### WORK TO BE COMPLETED:
Each entry has to be copied exactly, with nothing missed.

### AVAILABLE DATA:
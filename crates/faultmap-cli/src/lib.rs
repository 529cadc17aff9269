//! Command-line runtime for the faultmap analyser.
//!
//! [`run`] loads configuration, installs telemetry, reads the error catalog,
//! the handler list and the call graph edge list, then writes one report per
//! HTTP route. The runtime takes its IO streams as parameters so tests can
//! capture output and substitute the configuration loader.

use std::ffi::OsString;
use std::io::Write;
use std::process::ExitCode;

use camino::Utf8Path;
use faultmap_catalog::Catalog;
use faultmap_config::{Config, STDOUT_PATH};
use faultmap_report::{AnalysisOptions, HandlerReport, analyse};
use tracing::info;

mod config;
mod errors;
mod inputs;
mod output;
pub mod telemetry;

pub(crate) use config::{ConfigLoader, OrthoConfigLoader};
pub use errors::AppError;

/// Runs the CLI using the provided arguments and IO handles.
#[must_use]
pub fn run<I, W, E>(args: I, stdout: &mut W, stderr: &mut E) -> ExitCode
where
    I: IntoIterator<Item = OsString>,
    W: Write,
    E: Write,
{
    run_with_loader(args, stdout, stderr, &OrthoConfigLoader)
}

/// Runs the CLI with a custom configuration loader.
pub(crate) fn run_with_loader<I, W, E, L>(
    args: I,
    stdout: &mut W,
    stderr: &mut E,
    loader: &L,
) -> ExitCode
where
    I: IntoIterator<Item = OsString>,
    W: Write,
    E: Write,
    L: ConfigLoader,
{
    let arguments: Vec<OsString> = args.into_iter().collect();
    match execute(&arguments, stdout, loader) {
        Ok(()) => ExitCode::SUCCESS,
        Err(error) => {
            writeln!(stderr, "faultmap: {error}").ok();
            ExitCode::FAILURE
        }
    }
}

fn execute<W, L>(arguments: &[OsString], stdout: &mut W, loader: &L) -> Result<(), AppError>
where
    W: Write,
    L: ConfigLoader,
{
    let config = loader.load(arguments)?;
    telemetry::initialise(&config)?;
    let reports = analyse_inputs(&config)?;
    let document = output::render(&reports, config.output_format())?;
    output::write(&document, config.output_path(), stdout)?;
    info!(
        reports = reports.len(),
        format = %config.output_format(),
        destination = config.output_path().map_or(STDOUT_PATH, Utf8Path::as_str),
        "reports written"
    );
    Ok(())
}

/// Loads every input named by `config` and runs the analysis.
fn analyse_inputs(config: &Config) -> Result<Vec<HandlerReport>, AppError> {
    let catalog = Catalog::load(config.catalog_path())?;
    let handlers = inputs::load_handlers(config.handlers_path())?;
    let mut edges = inputs::open_edges(config.edges_path())?;
    let options = AnalysisOptions::new(config.error_code_dir()).with_parallel(config.parallel());
    Ok(analyse(&mut edges, &handlers, &catalog, &options)?)
}
//! Handler-to-error-code reports for the faultmap toolchain.
//!
//! This crate joins the call graph and the error catalog: it builds the graph
//! from an [`EdgeProvider`](faultmap_graph::EdgeProvider), runs one
//! reachability query per handler and correlates the reachable error names
//! with the catalog.
//!
//! - [`analyse`] - the whole pipeline, from edges to reports
//! - [`report_handlers`] - reports for an already built graph
//! - [`correlate`] - catalog correlation for one set of names
//!
//! Serialising the reports is left to the caller; [`HandlerReport`] and
//! [`ErrorFinding`] implement `serde::Serialize` with lowercase keys.

mod analysis;
mod correlate;
mod error;
mod report;

pub use analysis::{AnalysisOptions, analyse, report_handlers};
pub use correlate::correlate;
pub use error::AnalysisError;
pub use report::{ErrorFinding, HandlerReport};
//! Report serialisation.

use std::fs;
use std::io::Write;

use camino::Utf8Path;
use faultmap_config::{OutputFormat, STDOUT_PATH};
use faultmap_report::HandlerReport;

use crate::AppError;

/// Serialises `reports` in the requested format.
pub(crate) fn render(reports: &[HandlerReport], format: OutputFormat) -> Result<String, AppError> {
    match format {
        OutputFormat::Yaml => serde_saphyr::to_string(&reports)
            .map_err(|error| AppError::Serialise(error.to_string())),
        OutputFormat::Json => serde_json::to_string_pretty(reports)
            .map(|mut json| {
                json.push('\n');
                json
            })
            .map_err(|error| AppError::Serialise(error.to_string())),
    }
}

/// Writes the rendered document to `destination`, or to `stdout` when no
/// destination is configured.
pub(crate) fn write<W: Write>(
    document: &str,
    destination: Option<&Utf8Path>,
    stdout: &mut W,
) -> Result<(), AppError> {
    match destination {
        Some(path) => fs::write(path, document).map_err(|source| AppError::WriteOutput {
            destination: path.to_string(),
            source,
        }),
        None => stdout
            .write_all(document.as_bytes())
            .and_then(|()| stdout.flush())
            .map_err(|source| AppError::WriteOutput {
                destination: STDOUT_PATH.to_owned(),
                source,
            }),
    }
}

### YOUR SOLUTION:
filename crates/faultmap-cli/src/lib.rs
repository 529cadc17aff9269
//! Command-line runtime for the faultmap analyser.
//!
//! [`run`] loads configuration, installs telemetry, reads the error catalog,
//! the handler list and the call graph edge list, then writes one report per
//! HTTP route. The runtime takes its IO streams as parameters so tests can
//! capture output and substitute the configuration loader.

use std::ffi::OsString;
use std::io::Write;
use std::process::ExitCode;

use camino::Utf8Path;
use faultmap_catalog::Catalog;
use faultmap_config::{Config, STDOUT_PATH};
use faultmap_report::{AnalysisOptions, HandlerReport, analyse};
use tracing::info;

mod config;
mod errors;
mod inputs;
mod output;
pub mod telemetry;

pub(crate) use config::{ConfigLoader, OrthoConfigLoader};
pub use errors::AppError;

/// Runs the CLI using the provided arguments and IO handles.
#[must_use]
pub fn run<I, W, E>(args: I, stdout: &mut W, stderr: &mut E) -> ExitCode
where
    I: IntoIterator<Item = OsString>,
    W: Write,
    E: Write,
{
    run_with_loader(args, stdout, stderr, &OrthoConfigLoader)
}

/// Runs the CLI with a custom configuration loader.
pub(crate) fn run_with_loader<I, W, E, L>(
    args: I,
    stdout: &mut W,
    stderr: &mut E,
    loader: &L,
) -> ExitCode
where
    I: IntoIterator<Item = OsString>,
    W: Write,
    E: Write,
    L: ConfigLoader,
{
    let arguments: Vec<OsString> = args.into_iter().collect();
    match execute(&arguments, stdout, loader) {
        Ok(()) => ExitCode::SUCCESS,
        Err(error) => {
            writeln!(stderr, "faultmap: {error}").ok();
            ExitCode::FAILURE
        }
    }
}

fn execute<W, L>(arguments: &[OsString], stdout: &mut W, loader: &L) -> Result<(), AppError>
where
    W: Write,
    L: ConfigLoader,
{
    let config = loader.load(arguments)?;
    telemetry::initialise(&config)?;
    let reports = analyse_inputs(&config)?;
    let document = output::render(&reports, config.output_format())?;
    output::write(&document, config.output_path(), stdout)?;
    info!(
        reports = reports.len(),
        format = %config.output_format(),
        destination = config.output_path().map_or(STDOUT_PATH, Utf8Path::as_str),
        "reports written"
    );
    Ok(())
}

/// Loads every input named by `config` and runs the analysis.
fn analyse_inputs(config: &Config) -> Result<Vec<HandlerReport>, AppError> {
    let catalog = Catalog::load(config.catalog_path())?;
    let handlers = inputs::load_handlers(config.handlers_path())?;
    let mut edges = inputs::open_edges(config.edges_path())?;
    let options = AnalysisOptions::new(config.error_code_dir()).with_parallel(config.parallel());
    Ok(analyse(&mut edges, &handlers, &catalog, &options)?)
}
//! Handler-to-error-code reports for the faultmap toolchain.
//!
//! This crate joins the call graph and the error catalog: it builds the graph
//! from an [`EdgeProvider`](faultmap_graph::EdgeProvider), runs one
//! reachability query per handler and correlates the reachable error names
//! with the catalog.
//!
//! - [`analyse`] - the whole pipeline, from edges to reports
//! - [`report_handlers`] - reports for an already built graph
//! - [`correlate`] - catalog correlation for one set of names
//!
//! Serialising the reports is left to the caller; [`HandlerReport`] and
//! [`ErrorFinding`] implement `serde::Serialize` with lowercase keys.

mod analysis;
mod correlate;
mod error;
mod report;

pub use analysis::{AnalysisOptions, analyse, report_handlers};
pub use correlate::correlate;
pub use error::AnalysisError;
pub use report::{ErrorFinding, HandlerReport};
//! Report serialisation.

use std::fs;
use std::io::Write;

use camino::Utf8Path;
use faultmap_config::{OutputFormat, STDOUT_PATH};
use faultmap_report::HandlerReport;

use crate::AppError;

/// Serialises `reports` in the requested format.
pub(crate) fn render(reports: &[HandlerReport], format: OutputFormat) -> Result<String, AppError> {
    match format {
        OutputFormat::Yaml => serde_saphyr::to_string(&reports)
            .map_err(|error| AppError::Serialise(error.to_string())),
        OutputFormat::Json => serde_json::to_string_pretty(reports)
            .map(|mut json| {
                json.push('\n');
                json
            })
            .map_err(|error| AppError::Serialise(error.to_string())),
    }
}

/// Writes the rendered document to `destination`, or to `stdout` when no
/// destination is configured.
pub(crate) fn write<W: Write>(
    document: &str,
    destination: Option<&Utf8Path>,
    stdout: &mut W,
) -> Result<(), AppError> {
    match destination {
        Some(path) => fs::write(path, document).map_err(|source| AppError::WriteOutput {
            destination: path.to_string(),
            source,
        }),
        None => stdout
            .write_all(document.as_bytes())
            .and_then(|()| stdout.flush())
            .map_err(|source| AppError::WriteOutput {
                destination: STDOUT_PATH.to_owned(),
                source,
            }),
    }
}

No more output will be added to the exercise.